» **Assignment**
Give back the records in their entirety, exactly.

[Dataset entries]
- - - - -
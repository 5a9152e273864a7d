//! Small end-to-end scenarios for the ordering, the position codec and the
//! unit index

use termindex::index::{FpMode, UnitClauseIndex};
use termindex::{
    decode, encode, Clause, ClauseId, ClausePos, CompareResult, FingerprintSpec, Kbo, Literal, Ocb,
    Side, Signature, StandardWeights, TermBank,
};

#[test]
fn test_precedence_breaks_weight_ties() {
    let mut sig = Signature::new();
    let a = sig.add_symbol("a", 0).unwrap();
    let b = sig.add_symbol("b", 0).unwrap();
    // b < a, every weight 1
    let ocb = Ocb::from_parts(&sig, &[b, a], vec![1, 1, 1], 1).unwrap();
    let mut bank = TermBank::new(sig, StandardWeights::default()).unwrap();
    let ta = bank.constant(a).unwrap();
    let tb = bank.constant(b).unwrap();

    let mut kbo = Kbo::new(ocb);
    assert_eq!(kbo.compare(&bank, ta, tb), CompareResult::Greater);
    assert_eq!(kbo.compare(&bank, tb, ta), CompareResult::Lesser);
}

#[test]
fn test_zero_weight_unary_dominates_its_argument() {
    let mut sig = Signature::new();
    let a = sig.add_symbol("a", 0).unwrap();
    let f = sig.add_symbol("f", 1).unwrap();
    let ocb = Ocb::from_parts(&sig, &[a, f], vec![1, 1, 0], 1).unwrap();
    let mut bank = TermBank::new(sig, StandardWeights::default()).unwrap();
    let x = bank.var(0);
    let fx = bank.app(f, &[x]).unwrap();
    let ffx = bank.app(f, &[fx]).unwrap();

    let mut kbo = Kbo::new(ocb);
    assert_eq!(kbo.compare(&bank, fx, x), CompareResult::Greater);
    assert_eq!(kbo.compare(&bank, ffx, fx), CompareResult::Greater);
    assert!(kbo.greater(&bank, ffx, x));
}

#[test]
fn test_compact_position_of_nested_argument() {
    let mut sig = Signature::new();
    let a = sig.add_symbol("a", 0).unwrap();
    let b = sig.add_symbol("b", 0).unwrap();
    let f = sig.add_symbol("f", 2).unwrap();
    let p = sig.add_predicate("P", 1).unwrap();
    let q = sig.add_predicate("Q", 1).unwrap();
    let mut bank = TermBank::new(sig, StandardWeights::default()).unwrap();

    let ta = bank.constant(a).unwrap();
    let tb = bank.constant(b).unwrap();
    let fab = bank.app(f, &[ta, tb]).unwrap();
    let pa = bank.app(p, &[ta]).unwrap();
    let qf = bank.app(q, &[fab]).unwrap();
    let clause = Clause::new(
        ClauseId(1),
        vec![Literal::atom(&bank, true, pa), Literal::atom(&bank, true, qf)],
        &bank,
    );

    let pos = ClausePos {
        clause: clause.id,
        literal: 1,
        side: Side::Left,
        path: vec![0, 1],
    };
    assert_eq!(pos.subterm(&bank, &clause).unwrap(), tb);

    let cpos = encode(&bank, &clause, &pos).unwrap();
    let back = decode(&bank, &clause, cpos).unwrap();
    assert_eq!(back.literal, 1);
    assert_eq!(back.path.last(), Some(&1));
    assert_eq!(back, pos);
    assert_eq!(back.subterm(&bank, &clause).unwrap(), tb);
}

#[test]
fn test_unoriented_unit_found_by_swapped_query() {
    let mut sig = Signature::new();
    let a = sig.add_symbol("a", 0).unwrap();
    let b = sig.add_symbol("b", 0).unwrap();
    let mut bank = TermBank::new(sig, StandardWeights::default()).unwrap();
    let ta = bank.constant(a).unwrap();
    let tb = bank.constant(b).unwrap();

    let unit = Clause::new(ClauseId(7), vec![Literal::equation(true, ta, tb)], &bank);
    let mut index = UnitClauseIndex::new(FingerprintSpec::default());
    index.insert(&bank, &unit);

    let query = Literal::equation(true, tb, ta);
    let found: Vec<ClauseId> = index.query(&bank, &query, FpMode::Generalizations).collect();
    assert_eq!(found, vec![unit.id]);
}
- - - - -
» **Task output**
repository 5a9152e273864a7d
//! Small end-to-end scenarios for the ordering, the position codec and the
//! unit index

use termindex::index::{FpMode, UnitClauseIndex};
use termindex::{
    decode, encode, Clause, ClauseId, ClausePos, CompareResult, FingerprintSpec, Kbo, Literal, Ocb,
    Side, Signature, StandardWeights, TermBank,
};

#[test]
fn test_precedence_breaks_weight_ties() {
    let mut sig = Signature::new();
    let a = sig.add_symbol("a", 0).unwrap();
    let b = sig.add_symbol("b", 0).unwrap();
    // b < a, every weight 1
    let ocb = Ocb::from_parts(&sig, &[b, a], vec![1, 1, 1], 1).unwrap();
    let mut bank = TermBank::new(sig, StandardWeights::default()).unwrap();
    let ta = bank.constant(a).unwrap();
    let tb = bank.constant(b).unwrap();

    let mut kbo = Kbo::new(ocb);
    assert_eq!(kbo.compare(&bank, ta, tb), CompareResult::Greater);
    assert_eq!(kbo.compare(&bank, tb, ta), CompareResult::Lesser);
}

#[test]
fn test_zero_weight_unary_dominates_its_argument() {
    let mut sig = Signature::new();
    let a = sig.add_symbol("a", 0).unwrap();
    let f = sig.add_symbol("f", 1).unwrap();
    let ocb = Ocb::from_parts(&sig, &[a, f], vec![1, 1, 0], 1).unwrap();
    let mut bank = TermBank::new(sig, StandardWeights::default()).unwrap();
    let x = bank.var(0);
    let fx = bank.app(f, &[x]).unwrap();
    let ffx = bank.app(f, &[fx]).unwrap();

    let mut kbo = Kbo::new(ocb);
    assert_eq!(kbo.compare(&bank, fx, x), CompareResult::Greater);
    assert_eq!(kbo.compare(&bank, ffx, fx), CompareResult::Greater);
    assert!(kbo.greater(&bank, ffx, x));
}

#[test]
fn test_compact_position_of_nested_argument() {
    let mut sig = Signature::new();
    let a = sig.add_symbol("a", 0).unwrap();
    let b = sig.add_symbol("b", 0).unwrap();
    let f = sig.add_symbol("f", 2).unwrap();
    let p = sig.add_predicate("P", 1).unwrap();
    let q = sig.add_predicate("Q", 1).unwrap();
    let mut bank = TermBank::new(sig, StandardWeights::default()).unwrap();

    let ta = bank.constant(a).unwrap();
    let tb = bank.constant(b).unwrap();
    let fab = bank.app(f, &[ta, tb]).unwrap();
    let pa = bank.app(p, &[ta]).unwrap();
    let qf = bank.app(q, &[fab]).unwrap();
    let clause = Clause::new(
        ClauseId(1),
        vec![Literal::atom(&bank, true, pa), Literal::atom(&bank, true, qf)],
        &bank,
    );

    let pos = ClausePos {
        clause: clause.id,
        literal: 1,
        side: Side::Left,
        path: vec![0, 1],
    };
    assert_eq!(pos.subterm(&bank, &clause).unwrap(), tb);

    let cpos = encode(&bank, &clause, &pos).unwrap();
    let back = decode(&bank, &clause, cpos).unwrap();
    assert_eq!(back.literal, 1);
    assert_eq!(back.path.last(), Some(&1));
    assert_eq!(back, pos);
    assert_eq!(back.subterm(&bank, &clause).unwrap(), tb);
}

#[test]
fn test_unoriented_unit_found_by_swapped_query() {
    let mut sig = Signature::new();
    let a = sig.add_symbol("a", 0).unwrap();
    let b = sig.add_symbol("b", 0).unwrap();
    let mut bank = TermBank::new(sig, StandardWeights::default()).unwrap();
    let ta = bank.constant(a).unwrap();
    let tb = bank.constant(b).unwrap();

    let unit = Clause::new(ClauseId(7), vec![Literal::equation(true, ta, tb)], &bank);
    let mut index = UnitClauseIndex::new(FingerprintSpec::default());
    index.insert(&bank, &unit);

    let query = Literal::equation(true, tb, ta);
    let found: Vec<ClauseId> = index.query(&bank, &query, FpMode::Generalizations).collect();
    assert_eq!(found, vec![unit.id]);
}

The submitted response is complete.